**Exercise objective:**
Look through the lines below and copy each one that includes "true".

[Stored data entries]
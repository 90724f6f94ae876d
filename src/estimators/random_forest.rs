//! Random Forest classifier

use super::bagging::draw_indices;
use super::decision_tree::{encode_labels, DecisionTreeClassifier, MaxFeatures};
use super::{argmax, check_features, check_fit_input, seeded_rng, unique_classes, Classifier, FromParams};
use crate::error::{ClassifierError, Result};
use crate::params::{ParamReader, Params};
use crate::registry::Algorithm;
use ndarray::{Array1, Array2, Axis};
use rand::{RngCore, SeedableRng};
use rand_chacha::ChaCha8Rng;
use rayon::prelude::*;
use serde::{Deserialize, Serialize};

/// Random Forest model
#[derive(Debug, Clone, Serialize, Deserialize)]
pub struct RandomForestClassifier {
    /// Individual trees
    trees: Vec<DecisionTreeClassifier>,
    /// Number of trees
    pub n_estimators: usize,
    /// Growth settings shared by every tree
    pub tree: DecisionTreeClassifier,
    /// Bootstrap sampling
    pub bootstrap: bool,
    /// Random state
    pub random_state: Option<u64>,
    feature_importances: Option<Array1<f64>>,
    n_features: usize,
    classes: Vec<f64>,
}

impl Default for RandomForestClassifier {
    fn default() -> Self {
        Self::new(100)
    }
}

impl RandomForestClassifier {
    pub fn new(n_estimators: usize) -> Self {
        Self {
            trees: Vec::new(),
            n_estimators,
            tree: DecisionTreeClassifier::new().with_max_features(MaxFeatures::Sqrt),
            bootstrap: true,
            random_state: None,
            feature_importances: None,
            n_features: 0,
            classes: Vec::new(),
        }
    }

    /// Set maximum depth
    pub fn with_max_depth(mut self, depth: usize) -> Self {
        self.tree.max_depth = Some(depth);
        self
    }

    /// Set max features strategy
    pub fn with_max_features(mut self, max_features: MaxFeatures) -> Self {
        self.tree.max_features = max_features;
        self
    }

    pub fn with_bootstrap(mut self, bootstrap: bool) -> Self {
        self.bootstrap = bootstrap;
        self
    }

    /// Set random state
    pub fn with_random_state(mut self, seed: u64) -> Self {
        self.random_state = Some(seed);
        self
    }

    fn compute_feature_importances(&mut self) {
        if self.trees.is_empty() {
            return;
        }

        let mut total_importances = vec![0.0; self.n_features];
        for tree in &self.trees {
            if let Some(imp) = tree.feature_importances() {
                for (i, &val) in imp.iter().enumerate() {
                    total_importances[i] += val;
                }
            }
        }

        // Normalize
        let total: f64 = total_importances.iter().sum();
        if total > 0.0 {
            for imp in &mut total_importances {
                *imp /= total;
            }
        }

        self.feature_importances = Some(Array1::from_vec(total_importances));
    }

    /// Mean of the trees' class probabilities
    pub fn predict_proba(&self, x: &Array2<f64>) -> Result<Array2<f64>> {
        if self.trees.is_empty() {
            return Err(ClassifierError::ModelNotFitted);
        }
        check_features(self.n_features, x)?;

        let all_proba: Vec<Array2<f64>> = self
            .trees
            .par_iter()
            .map(|tree| tree.predict_proba(x))
            .collect::<Result<_>>()?;

        let mut proba = Array2::zeros((x.nrows(), self.classes.len()));
        for tree_proba in &all_proba {
            proba += tree_proba;
        }
        proba /= all_proba.len() as f64;
        Ok(proba)
    }

    /// Get feature importances
    pub fn feature_importances(&self) -> Option<&Array1<f64>> {
        self.feature_importances.as_ref()
    }

    /// Get number of trees
    pub fn n_trees(&self) -> usize {
        self.trees.len()
    }
}

impl FromParams for RandomForestClassifier {
    fn from_params(params: &Params) -> Result<Self> {
        let mut reader = ParamReader::new("RandomForest", params);
        let n_estimators = reader.usize("n_estimators", 100)?;
        if n_estimators == 0 {
            return Err(ClassifierError::invalid_parameter("n_estimators", 0, "must be at least 1"));
        }
        let tree = DecisionTreeClassifier::read_growth_params(&mut reader, MaxFeatures::Sqrt)?;
        let bootstrap = reader.bool("bootstrap", true)?;
        let random_state = reader.opt_u64("random_state")?;
        reader.finish()?;

        Ok(Self {
            tree,
            bootstrap,
            random_state,
            ..Self::new(n_estimators)
        })
    }
}

impl Classifier for RandomForestClassifier {
    fn algorithm(&self) -> Algorithm {
        Algorithm::RandomForest
    }

    fn params(&self) -> Params {
        self.tree
            .growth_params()
            .with("n_estimators", self.n_estimators)
            .with("bootstrap", self.bootstrap)
            .with("random_state", self.random_state)
    }

    fn is_fitted(&self) -> bool {
        !self.trees.is_empty()
    }

    fn fit(&mut self, x: &Array2<f64>, y: &Array1<f64>) -> Result<()> {
        check_fit_input(x, y)?;
        let n_samples = x.nrows();
        let classes = unique_classes(y);
        let encoded = encode_labels(y, &classes)?;

        let base_seed = self
            .random_state
            .unwrap_or_else(|| seeded_rng(None).next_u64());

        // Build trees in parallel
        let trees: Vec<DecisionTreeClassifier> = (0..self.n_estimators)
            .into_par_iter()
            .map(|tree_idx| -> Result<DecisionTreeClassifier> {
                let mut rng = ChaCha8Rng::seed_from_u64(base_seed.wrapping_add(tree_idx as u64));
                let mut tree = self.tree.clone().with_random_state(rng.next_u64());

                if self.bootstrap {
                    let sample_indices = draw_indices(&mut rng, n_samples, n_samples, true);
                    let x_boot = x.select(Axis(0), &sample_indices);
                    let y_boot: Vec<usize> = sample_indices.iter().map(|&i| encoded[i]).collect();
                    tree.fit_encoded(&x_boot, &y_boot, &vec![1.0; n_samples], classes.clone())?;
                } else {
                    tree.fit_encoded(x, &encoded, &vec![1.0; n_samples], classes.clone())?;
                }
                Ok(tree)
            })
            .collect::<Result<_>>()?;

        self.trees = trees;
        self.n_features = x.ncols();
        self.classes = classes;
        self.compute_feature_importances();
        Ok(())
    }

    fn predict(&self, x: &Array2<f64>) -> Result<Array1<f64>> {
        let proba = self.predict_proba(x)?;
        Ok(proba
            .rows()
            .into_iter()
            .map(|row| self.classes[argmax(&row.to_vec())])
            .collect())
    }
}

#[cfg(test)]
mod tests {
    use super::*;
    use crate::estimators::test_data::{accuracy, binary_blobs, three_blobs};
    use ndarray::array;

    #[test]
    fn test_classifier() {
        let (x, y) = binary_blobs();
        let mut rf = RandomForestClassifier::new(10).with_random_state(42);
        rf.fit(&x, &y).unwrap();

        assert!(accuracy(&y, &rf.predict(&x).unwrap()) >= 0.95);
        assert_eq!(rf.n_trees(), 10);
    }

    #[test]
    fn test_predict_proba() {
        let (x, y) = three_blobs();
        let mut rf = RandomForestClassifier::new(10).with_random_state(42);
        rf.fit(&x, &y).unwrap();

        let proba = rf.predict_proba(&x).unwrap();
        assert_eq!(proba.ncols(), 3);
        for row in proba.rows() {
            assert!((row.sum() - 1.0).abs() < 1e-9);
        }
    }

    #[test]
    fn test_same_seed_same_forest() {
        let (x, y) = binary_blobs();
        let probe = array![[5.0, 5.0], [4.0, 6.0]];

        let mut a = RandomForestClassifier::new(5).with_random_state(3);
        let mut b = RandomForestClassifier::new(5).with_random_state(3);
        a.fit(&x, &y).unwrap();
        b.fit(&x, &y).unwrap();
        assert_eq!(a.predict_proba(&probe).unwrap(), b.predict_proba(&probe).unwrap());
    }

    #[test]
    fn test_feature_importances() {
        let x = array![[1.0, 0.0], [2.0, 0.0], [3.0, 0.0], [4.0, 0.0]];
        let y = array![0.0, 0.0, 1.0, 1.0];

        let mut rf = RandomForestClassifier::new(10)
            .with_max_features(MaxFeatures::All)
            .with_bootstrap(false)
            .with_random_state(42);
        rf.fit(&x, &y).unwrap();

        let importances = rf.feature_importances().unwrap();
        assert!(importances[0] > importances[1]);
    }

    #[test]
    fn test_params_defaults() {
        let rf = RandomForestClassifier::from_params(&Params::new()).unwrap();
        let params = rf.params();
        assert_eq!(params.get("n_estimators").and_then(|v| v.as_i64()), Some(100));
        assert_eq!(params.get("max_features").and_then(|v| v.as_str()), Some("sqrt"));
    }
}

**Solution to this problem:**
            bootstrap: true,
        let bootstrap = reader.bool("bootstrap", true)?;
                    let sample_indices = draw_indices(&mut rng, n_samples, n_samples, true);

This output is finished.